健康の保持増進及び疾病の予防への取組として「一定の取組」を行っている個人が、自己又は自己と生計を一にする配偶者その他の親族のために特定一般用医薬品等購入費を支払った場合には、一定の金額の所得控除(医療費控除)を受けることができます。
2.セルフメディケーション税制の適用を受けるための要件
(1)適用を受けられる納税者
セルフメディケーション税制の適用を受けようとする年分に「一定の取組」を行っている個人です。
◇「一定の取組」の主な例
・保険者(健康保険組合、市町村国保等)が実施する健康診査〔人間ドック、各種健(検)診等〕
・予防接種〔定期接種、インフルエンザワクチンの予防接種〕
・勤務先で実施する定期健康診断〔事業主検診〕
・市町村が健康増進事業として実施するがん検診
※この控除を受ける申告者が「一定の取組」を行っていればよく、家族全員が「一定の取組」を行う必要はありません。なお、申告者以外の家族が「一定の取組」を行っていて、申告者が「一定の取組」を行っていない場合には控除を受けることはできません。
(2)特定一般用医薬品等購入費の範囲
特定一般用医薬品等購入費とは、「スイッチOTC医薬品」の購入費用をいいます。スイッチOTC医薬品の具体的な品目一覧は、厚生労働省ホームページに掲載があります。
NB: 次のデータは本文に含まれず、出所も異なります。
impl AccountRepository {
    pub async fn new(db_path: &Path) -> Result<Self, AppError> {
        if let Some(parent) = db_path.parent() {
            std::fs::create_dir_all(parent)?;
        }
        let conn = Connection::open(db_path)?;
        conn.busy_timeout(std::time::Duration::from_secs(10))?;
        conn.query_row("PRAGMA journal_mode = WAL", [], |_| Ok(()))?;
        conn.execute("PRAGMA foreign_keys = ON", [])?;
        let repo = Self {
            conn: Arc::new(Mutex::new(conn)),
        };
        repo.init_schema().await?;
        Ok(repo)
    }

    async fn init_schema(&self) -> Result<(), AppError> {
        let conn = self.conn.lock().await;
        conn.execute_batch(
            "CREATE TABLE IF NOT EXISTS tenants (
                id TEXT PRIMARY KEY,
                slug TEXT NOT NULL UNIQUE,
                name TEXT NOT NULL,
                is_active INTEGER NOT NULL DEFAULT 1,
                max_projects INTEGER,
                max_storage_mb INTEGER
            );
            CREATE TABLE IF NOT EXISTS users (
                id TEXT PRIMARY KEY,
                tenant_id TEXT NOT NULL,
                email TEXT NOT NULL,
                username TEXT NOT NULL,
                password_hash TEXT,
                oauth_provider TEXT,
                oauth_subject TEXT,
                is_active INTEGER NOT NULL DEFAULT 1,
                is_superuser INTEGER NOT NULL DEFAULT 0,
                last_login_at TEXT
            );
            CREATE UNIQUE INDEX IF NOT EXISTS uq_users_tenant_email ON users(tenant_id, email);
            CREATE UNIQUE INDEX IF NOT EXISTS uq_users_tenant_username ON users(tenant_id, username);
            CREATE TABLE IF NOT EXISTS projects (
                id TEXT PRIMARY KEY,
                tenant_id TEXT NOT NULL,
                owner_id TEXT NOT NULL,
                name TEXT NOT NULL,
                description TEXT,
                status TEXT NOT NULL,
                created_at TEXT NOT NULL,
                updated_at TEXT NOT NULL,
                is_deleted INTEGER NOT NULL DEFAULT 0
            );
            CREATE UNIQUE INDEX IF NOT EXISTS uq_projects_tenant_name
                ON projects(tenant_id, name) WHERE is_deleted = 0;
            CREATE TABLE IF NOT EXISTS project_members (
                tenant_id TEXT NOT NULL,
                project_id TEXT NOT NULL,
                user_id TEXT NOT NULL,
                role_id TEXT NOT NULL,
                invited_by_id TEXT,
                joined_at TEXT NOT NULL,
                is_active INTEGER NOT NULL DEFAULT 1,
                PRIMARY KEY (tenant_id, project_id, user_id)
            );",
        )?;
        Ok(())
    }

    pub async fn get_or_create_tenant(&self, slug: &str, name: &str) -> Result<Tenant, AppError> {
        let conn = self.conn.lock().await;
        if let Some(tenant) = conn
            .query_row("SELECT * FROM tenants WHERE slug = ?1", params![slug], row_to_tenant)
            .optional()?
        {
            return Ok(tenant);
        }
        let tenant = Tenant {
            id: Uuid::new_v4(),
            slug: slug.to_string(),
            name: name.to_string(),
            is_active: true,
            limits: TenantLimits::default(),
        };
        conn.execute(
            "INSERT INTO tenants (id, slug, name, is_active, max_projects, max_storage_mb)
             VALUES (?1, ?2, ?3, 1, NULL, NULL)",
            params![tenant.id.to_string(), tenant.slug, tenant.name],
        )?;
        Ok(tenant)
    }

    pub async fn create_user(
        &self,
        tenant_id: Uuid,
        email: &str,
        username: &str,
        password_hash: &str,
    ) -> Result<User, AppError> {
        let user = User {
            id: Uuid::new_v4(),
            tenant_id,
            email: email.to_string(),
            username: username.to_string(),
            password_hash: Some(password_hash.to_string()),
            oauth_provider: None,
            oauth_subject: None,
            is_active: true,
            is_superuser: false,
            last_login_at: None,
        };
        let conn = self.conn.lock().await;
        conn.execute(
            "INSERT INTO users (id, tenant_id, email, username, password_hash, oauth_provider, oauth_subject, is_active, is_superuser, last_login_at)
             VALUES (?1, ?2, ?3, ?4, ?5, NULL, NULL, 1, 0, NULL)",
            params![
                user.id.to_string(),
                user.tenant_id.to_string(),
                user.email,
                user.username,
                user.password_hash,
            ],
        )
        .map_err(|e| classify_unique_violation(e, "users"))?;
        Ok(user)
    }

    pub async fn get_user_by_email(&self, tenant_id: Uuid, email: &str) -> Result<Option<User>, AppError> {
        let conn = self.conn.lock().await;
        Ok(conn
            .query_row(
                "SELECT * FROM users WHERE tenant_id = ?1 AND email = ?2",
                params![tenant_id.to_string(), email],
                row_to_user,
            )
            .optional()?)
    }

    /// Login has no tenant context to scope by, unlike every other lookup
    /// here. Email is only unique per-tenant, so a shared address across
    /// tenants picks whichever row comes back first; ordering by id keeps
    /// that choice at least stable across calls.
    pub async fn get_user_by_email_any_tenant(&self, email: &str) -> Result<Option<User>, AppError> {
        let conn = self.conn.lock().await;
        Ok(conn
            .query_row(
                "SELECT * FROM users WHERE email = ?1 ORDER BY id LIMIT 1",
                params![email],
                row_to_user,
            )
            .optional()?)
    }

    pub async fn get_user(&self, id: Uuid) -> Result<Option<User>, AppError> {
        let conn = self.conn.lock().await;
        Ok(conn
            .query_row("SELECT * FROM users WHERE id = ?1", params![id.to_string()], row_to_user)
            .optional()?)
    }

    pub async fn touch_last_login(&self, id: Uuid) -> Result<(), AppError> {
        let conn = self.conn.lock().await;
        conn.execute(
            "UPDATE users SET last_login_at = ?1 WHERE id = ?2",
            params![Utc::now().to_rfc3339(), id.to_string()],
        )?;
        Ok(())
    }

    pub async fn create_project(
        &self,
        tenant_id: Uuid,
        owner_id: Uuid,
        name: &str,
        description: Option<String>,
    ) -> Result<Project, AppError> {
        let now = Utc::now();
        let project = Project {
            id: Uuid::new_v4(),
            tenant_id,
            owner_id,
            name: name.to_string(),
            description,
            status: ProjectStatus::Draft,
            created_at: now,
            updated_at: now,
            is_deleted: false,
        };
        let conn = self.conn.lock().await;
        conn.execute(
            "INSERT INTO projects (id, tenant_id, owner_id, name, description, status, created_at, updated_at, is_deleted)
             VALUES (?1, ?2, ?3, ?4, ?5, ?6, ?7, ?8, 0)",
            params![
                project.id.to_string(),
                project.tenant_id.to_string(),
                project.owner_id.to_string(),
                project.name,
                project.description,
                project.status.as_str(),
                now.to_rfc3339(),
                now.to_rfc3339(),
            ],
        )
        .map_err(|e| classify_unique_violation(e, "projects"))?;
        drop(conn);
        self.add_member(tenant_id, project.id, owner_id, Role::Owner, None).await?;
        Ok(project)
    }

    pub async fn get_project(&self, tenant_id: Uuid, id: Uuid) -> Result<Option<Project>, AppError> {
        let conn = self.conn.lock().await;
        Ok(conn
            .query_row(
                "SELECT * FROM projects WHERE id = ?1 AND tenant_id = ?2 AND is_deleted = 0",
                params![id.to_string(), tenant_id.to_string()],
                row_to_project,
            )
            .optional()?)
    }

    pub async fn list_projects(&self, tenant_id: Uuid) -> Result<Vec<Project>, AppError> {
        let conn = self.conn.lock().await;
        let mut stmt = conn.prepare(
            "SELECT * FROM projects WHERE tenant_id = ?1 AND is_deleted = 0 ORDER BY created_at DESC",
        )?;
        let rows = stmt
            .query_map(params![tenant_id.to_string()], row_to_project)?
            .collect::<Result<Vec<_>, _>>()?;
        Ok(rows)
    }

    pub async fn update_project(
        &self,
        tenant_id: Uuid,
        id: Uuid,
        name: Option<String>,
        description: Option<String>,
        status: Option<ProjectStatus>,
    ) -> Result<Project, AppError> {
        let conn = self.conn.lock().await;
        let mut current = conn
            .query_row(
                "SELECT * FROM projects WHERE id = ?1 AND tenant_id = ?2 AND is_deleted = 0",
                params![id.to_string(), tenant_id.to_string()],
                row_to_project,
            )
            .optional()?
            .ok_or_else(|| AppError::NotFound("project not found".to_string()))?;

        if let Some(name) = name {
            current.name = name;
        }
        if description.is_some() {
            current.description = description;
        }
        if let Some(status) = status {
            current.status = status;
        }
        current.updated_at = Utc::now();

        conn.execute(
            "UPDATE projects SET name = ?1, description = ?2, status = ?3, updated_at = ?4
             WHERE id = ?5 AND tenant_id = ?6",
            params![
                current.name,
                current.description,
                current.status.as_str(),
                current.updated_at.to_rfc3339(),
                id.to_string(),
                tenant_id.to_string(),
            ],
        )
        .map_err(|e| classify_unique_violation(e, "projects"))?;
        Ok(current)
    }

    pub async fn soft_delete_project(&self, tenant_id: Uuid, id: Uuid) -> Result<bool, AppError> {
        let conn = self.conn.lock().await;
        let updated = conn.execute(
            "UPDATE projects SET is_deleted = 1, updated_at = ?1 WHERE id = ?2 AND tenant_id = ?3 AND is_deleted = 0",
            params![Utc::now().to_rfc3339(), id.to_string(), tenant_id.to_string()],
        )?;
        Ok(updated > 0)
    }

    pub async fn add_member(
        &self,
        tenant_id: Uuid,
        project_id: Uuid,
        user_id: Uuid,
        role: Role,
        invited_by_id: Option<Uuid>,
    ) -> Result<ProjectMember, AppError> {
        let member = ProjectMember {
            tenant_id,
            project_id,
            user_id,
            role_id: role,
            invited_by_id,
            joined_at: Utc::now(),
            is_active: true,
        };
        let conn = self.conn.lock().await;
        conn.execute(
            "INSERT INTO project_members (tenant_id, project_id, user_id, role_id, invited_by_id, joined_at, is_active)
             VALUES (?1, ?2, ?3, ?4, ?5, ?6, 1)
             ON CONFLICT(tenant_id, project_id, user_id) DO UPDATE SET role_id = excluded.role_id, is_active = 1",
            params![
                tenant_id.to_string(),
                project_id.to_string(),
                user_id.to_string(),
                role_str(role),
                invited_by_id.map(|u| u.to_string()),
                member.joined_at.to_rfc3339(),
            ],
        )?;
        Ok(member)
    }

    /// Cross-tenant lookups always come back empty: both the project and
    /// the membership are scoped to `tenant_id`.
    pub async fn get_member_role(&self, tenant_id: Uuid, project_id: Uuid, user_id: Uuid) -> Result<Option<Role>, AppError> {
        let conn = self.conn.lock().await;
        let role: Option<String> = conn
            .query_row(
                "SELECT role_id FROM project_members
                    WHERE tenant_id = ?1 AND project_id = ?2 AND user_id = ?3 AND is_active = 1",
                params![tenant_id.to_string(), project_id.to_string(), user_id.to_string()],
                |row| row.get(0),
            )
            .optional()?;
        Ok(role.map(|r| parse_role(&r)))
    }
}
なお、一部の対象医薬品には、パッケージに認識マークが掲載されています。
3.控除額の計算方法
実際に支払った特定一般用医薬品等購入費の合計額(保険金などで補てんされる部分を除
く)から1万2千円を差し引いた金額(最高8万8千円)です。
課税所得400万円の方が、対象医薬品を年間20,000円購入した場合
○8,000円が課税所得から控除される
(対象医薬品の購入金額:20,000円-下限額:12,000円=8,000円)
○減税額
・所得税:1,600円の減税効果
(控除額:8,000円×所得税率:20%=1,600円)
・住民税:800円の減税効果
(控除額:8,000円×住民税率:10%=800円)
現行の医療費控除との比較
〇現行の医療費控除
支払った医療費の額-10万円(又は所得金額の5%の少ない方の金額)
〇セルフメディケーション税制
対象医薬品の購入費用ー1万2千円
どちらか一方の選択適用
医療費が10万円(総所得金額等が200万円未満の人は、総所得金額等の5%の金額)以下の場合は、セルフメディケーション税制しか選択できません。
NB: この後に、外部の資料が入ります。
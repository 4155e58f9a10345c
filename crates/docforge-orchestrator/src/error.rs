use thiserror::Error;

#[derive(Debug, Error)]
pub enum OrchestratorError {
    #[error("database error: {0}")]
    Database(#[from] rusqlite::Error),
    #[error("serialization error: {0}")]
    Serialization(#[from] serde_json::Error),
    #[error("execution not found: {0}")]
    NotFound(String),
    #[error("agent execution failed: {0}")]
    Agent(#[from] docforge_agents::AgentError),
    #[error("document persistence failed: {0}")]
    Document(#[from] docforge_documents::DocumentError),
}

pub type OrchestratorResult<T> = Result<T, OrchestratorError>;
医療費が10万円超で、対象医薬品の購入金額が1万2千円以下の場合は、医療費控除しか選択できません。
年間の医療費が10万円超かつ、対象医薬品の購入金額が1万2千円超の場合
例1
年間12万円の医療費の内訳が、対象医薬品2万円、その他の医療費10万円の場合
セルフメディケーション税制:2万円ー1万2千円=控除額8千円
現行の医療費控除:12万円ー10万円=控除額2万円
→現行の医療費控除のほうが有利
例2
年間12万円の医療費の内訳が、対象医薬品6万円、その他の医療費6万円の場合
セルフメディケーション税制:6万円ー1万2千円=控除額4万8千円
現行の医療費控除:12万円ー10万円=控除額2万円
→セルフメディケーション税制のほうが有利
4.セルフメディケーション税制の適用を受けるための手続き
セルフメディケーション税制の適用を受けるためには、確定申告が必要です。
セルフメディケーション税制の適用を受けるためには、医薬品購入の明細書を確定申告書の提出の際に添付しなければなりません(確定申告期限から5年間、領収書の提示又は提出を求められることがあります)。
なお、経過措置として平成31年分までは、領収書の添付又は提示による適用もできることとなっています。
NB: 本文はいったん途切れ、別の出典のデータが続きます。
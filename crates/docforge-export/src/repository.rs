use std::path::Path;
use std::sync::Arc;

use chrono::{DateTime, Duration, Utc};
use rusqlite::{params, Connection, OptionalExtension, Row};
use tokio::sync::Mutex;
use uuid::Uuid;

use docforge_types::export::{Export, ExportManifest, ExportStatus};

use crate::error::{ExportError, ExportResult};

const MIN_EXPIRY_HOURS: i64 = 1;
const MAX_EXPIRY_HOURS: i64 = 168;

#[derive(Clone)]
pub struct ExportRepository {
    conn: Arc<Mutex<Connection>>,
}

impl ExportRepository {
    pub fn new(db_path: &Path) -> ExportResult<Self> {
        if let Some(parent) = db_path.parent() {
            std::fs::create_dir_all(parent)?;
        }
        let conn = Connection::open(db_path)?;
        conn.busy_timeout(std::time::Duration::from_secs(10))?;
        conn.execute("PRAGMA journal_mode = WAL", [])?;
        Self::init_schema(&conn)?;
        Ok(Self {
            conn: Arc::new(Mutex::new(conn)),
        })
    }

    fn init_schema(conn: &Connection) -> ExportResult<()> {
        conn.execute_batch(
            "CREATE TABLE IF NOT EXISTS exports (
                id TEXT PRIMARY KEY,
                tenant_id TEXT NOT NULL,
                project_id TEXT NOT NULL,
                requested_by TEXT NOT NULL,
                status TEXT NOT NULL,
                file_path TEXT,
                manifest TEXT NOT NULL,
                error TEXT,
                expires_at TEXT NOT NULL,
                created_at TEXT NOT NULL
            );
            CREATE INDEX IF NOT EXISTS idx_exports_project ON exports(tenant_id, project_id);
            CREATE INDEX IF NOT EXISTS idx_exports_expiry ON exports(status, expires_at);",
        )?;
        Ok(())
    }

    pub async fn create(&self, tenant_id: Uuid, project_id: Uuid, requested_by: Uuid, expires_in_hours: i64) -> ExportResult<Export> {
        if !(MIN_EXPIRY_HOURS..=MAX_EXPIRY_HOURS).contains(&expires_in_hours) {
            return Err(ExportError::InvalidExpiry(expires_in_hours));
        }
        let now = Utc::now();
        let export = Export {
            id: Uuid::new_v4(),
            tenant_id,
            project_id,
            requested_by,
            status: ExportStatus::Pending,
            file_path: None,
            manifest: ExportManifest {
                project_id,
                created_at: None,
                documents: Vec::new(),
            },
            error: None,
            expires_at: now + Duration::hours(expires_in_hours),
            created_at: now,
        };

        let conn = self.conn.lock().await;
        conn.execute(
            "INSERT INTO exports (id, tenant_id, project_id, requested_by, status, file_path, manifest, error, expires_at, created_at)
             VALUES (?1, ?2, ?3, ?4, ?5, NULL, ?6, NULL, ?7, ?8)",
            params![
                export.id.to_string(),
                export.tenant_id.to_string(),
                export.project_id.to_string(),
                export.requested_by.to_string(),
                status_str(ExportStatus::Pending),
                serde_json::to_string(&export.manifest)?,
                export.expires_at.to_rfc3339(),
                export.created_at.to_rfc3339(),
            ],
        )?;
        Ok(export)
    }

    pub async fn get(&self, id: Uuid) -> ExportResult<Export> {
        let conn = self.conn.lock().await;
        conn.query_row("SELECT * FROM exports WHERE id = ?1", params![id.to_string()], row_to_export)
            .optional()?
            .ok_or_else(|| ExportError::NotFound(id.to_string()))
    }

    pub async fn mark_generating(&self, id: Uuid) -> ExportResult<()> {
        self.set_status(id, ExportStatus::Generating).await
    }

    pub async fn mark_completed(&self, id: Uuid, file_path: &str, manifest: &ExportManifest) -> ExportResult<()> {
        let conn = self.conn.lock().await;
        let rows = conn.execute(
            "UPDATE exports SET status = ?1, file_path = ?2, manifest = ?3 WHERE id = ?4",
            params![status_str(ExportStatus::Completed), file_path, serde_json::to_string(manifest)?, id.to_string()],
        )?;
        if rows == 0 {
            return Err(ExportError::NotFound(id.to_string()));
        }
        Ok(())
    }

    pub async fn mark_failed(&self, id: Uuid, error: &str) -> ExportResult<()> {
        let conn = self.conn.lock().await;
        let rows = conn.execute(
            "UPDATE exports SET status = ?1, error = ?2 WHERE id = ?3",
            params![status_str(ExportStatus::Failed), error, id.to_string()],
        )?;
        if rows == 0 {
            return Err(ExportError::NotFound(id.to_string()));
        }
        Ok(())
    }

    async fn set_status(&self, id: Uuid, status: ExportStatus) -> ExportResult<()> {
        let conn = self.conn.lock().await;
        let rows = conn.execute("UPDATE exports SET status = ?1 WHERE id = ?2", params![status_str(status), id.to_string()])?;
        if rows == 0 {
            return Err(ExportError::NotFound(id.to_string()));
        }
        Ok(())
    }

    /// Every `Completed` export whose `expires_at` has passed, for the sweeper.
    pub async fn expired_completed(&self, now: DateTime<Utc>) -> ExportResult<Vec<Export>> {
        let conn = self.conn.lock().await;
        let mut stmt = conn.prepare("SELECT * FROM exports WHERE status = ?1 AND expires_at < ?2")?;
        let rows = stmt
            .query_map(params![status_str(ExportStatus::Completed), now.to_rfc3339()], row_to_export)?
            .collect::<Result<Vec<_>, _>>()?;
        Ok(rows)
    }

    pub async fn mark_expired(&self, id: Uuid) -> ExportResult<()> {
        let conn = self.conn.lock().await;
        conn.execute(
            "UPDATE exports SET status = ?1, file_path = NULL WHERE id = ?2",
            params![status_str(ExportStatus::Expired), id.to_string()],
        )?;
        Ok(())
    }
}

fn status_str(status: ExportStatus) -> &'static str {
    match status {
        ExportStatus::Pending => "PENDING",
        ExportStatus::Generating => "GENERATING",
        ExportStatus::Completed => "COMPLETED",
        ExportStatus::Failed => "FAILED",
        ExportStatus::Expired => "EXPIRED",
    }
}

fn parse_status(s: &str) -> ExportStatus {
    match s {
        "GENERATING" => ExportStatus::Generating,
        "COMPLETED" => ExportStatus::Completed,
        "FAILED" => ExportStatus::Failed,
        "EXPIRED" => ExportStatus::Expired,
        _ => ExportStatus::Pending,
    }
}

fn row_to_export(row: &Row) -> rusqlite::Result<Export> {
    let id: String = row.get("id")?;
    let tenant_id: String = row.get("tenant_id")?;
    let project_id: String = row.get("project_id")?;
    let requested_by: String = row.get("requested_by")?;
    let status: String = row.get("status")?;
    let manifest: String = row.get("manifest")?;
    let expires_at: String = row.get("expires_at")?;
    let created_at: String = row.get("created_at")?;

    Ok(Export {
        id: parse_uuid(&id)?,
        tenant_id: parse_uuid(&tenant_id)?,
        project_id: parse_uuid(&project_id)?,
        requested_by: parse_uuid(&requested_by)?,
        status: parse_status(&status),
        file_path: row.get("file_path")?,
        manifest: serde_json::from_str(&manifest).unwrap_or_default(),
        error: row.get("error")?,
        expires_at: parse_datetime(&expires_at),
        created_at: parse_datetime(&created_at),
    })
}

fn parse_uuid(s: &str) -> rusqlite::Result<Uuid> {
    Uuid::parse_str(s).map_err(|e| rusqlite::Error::FromSqlConversionFailure(0, rusqlite::types::Type::Text, Box::new(e)))
}

fn parse_datetime(s: &str) -> DateTime<Utc> {
    DateTime::parse_from_rfc3339(s).map(|d| d.with_timezone(&Utc)).unwrap_or_else(|_| Utc::now())
}

#[cfg(test)]
mod tests {
    use super::*;

    fn temp_repo() -> ExportRepository {
        let dir = tempfile::tempdir().unwrap();
        let path = dir.path().join("exports.db");
        std::mem::forget(dir);
        ExportRepository::new(&path).unwrap()
    }

    #[tokio::test]
    async fn create_rejects_expiry_outside_allowed_range() {
        let repo = temp_repo();
        let err = repo.create(Uuid::new_v4(), Uuid::new_v4(), Uuid::new_v4(), 0).await.unwrap_err();
        assert!(matches!(err, ExportError::InvalidExpiry(0)));
        let err = repo.create(Uuid::new_v4(), Uuid::new_v4(), Uuid::new_v4(), 200).await.unwrap_err();
        assert!(matches!(err, ExportError::InvalidExpiry(200)));
    }

    #[tokio::test]
    async fn create_then_complete_round_trips() {
        let repo = temp_repo();
        let export = repo.create(Uuid::new_v4(), Uuid::new_v4(), Uuid::new_v4(), 24).await.unwrap();
        assert_eq!(export.status, ExportStatus::Pending);

        repo.mark_generating(export.id).await.unwrap();
        repo.mark_completed(export.id, "/tmp/export.zip", &export.manifest).await.unwrap();

        let reloaded = repo.get(export.id).await.unwrap();
        assert_eq!(reloaded.status, ExportStatus::Completed);
        assert_eq!(reloaded.file_path.as_deref(), Some("/tmp/export.zip"));
    }

    #[tokio::test]
    async fn expired_completed_exports_are_found_by_the_sweeper() {
        let repo = temp_repo();
        let export = repo.create(Uuid::new_v4(), Uuid::new_v4(), Uuid::new_v4(), 1).await.unwrap();
        repo.mark_completed(export.id, "/tmp/export.zip", &export.manifest).await.unwrap();

        let far_future = Utc::now() + Duration::days(30);
        let expired = repo.expired_completed(far_future).await.unwrap();
        assert_eq!(expired.len(), 1);

        repo.mark_expired(export.id).await.unwrap();
        let reloaded = repo.get(export.id).await.unwrap();
        assert_eq!(reloaded.status, ExportStatus::Expired);
        assert!(reloaded.file_path.is_none());
    }
}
「一定の取組」を行ったことを明らかにする書類(領収書、結果通知書等)の添付又は提示が必要です。
セルフメディケーション税制を適用するに当たっての留意事項
・任意に受診した健康診査(全額自己負担)は、「一定の取組」に含まれないこととされています。ただし、インフルエンザの予防接種は全額自己負担であっても、「一定の取組」とされます。
・市町村が自治体の予算で住民サービスとして実施する健康診断は、「一定の取組」に含まれません。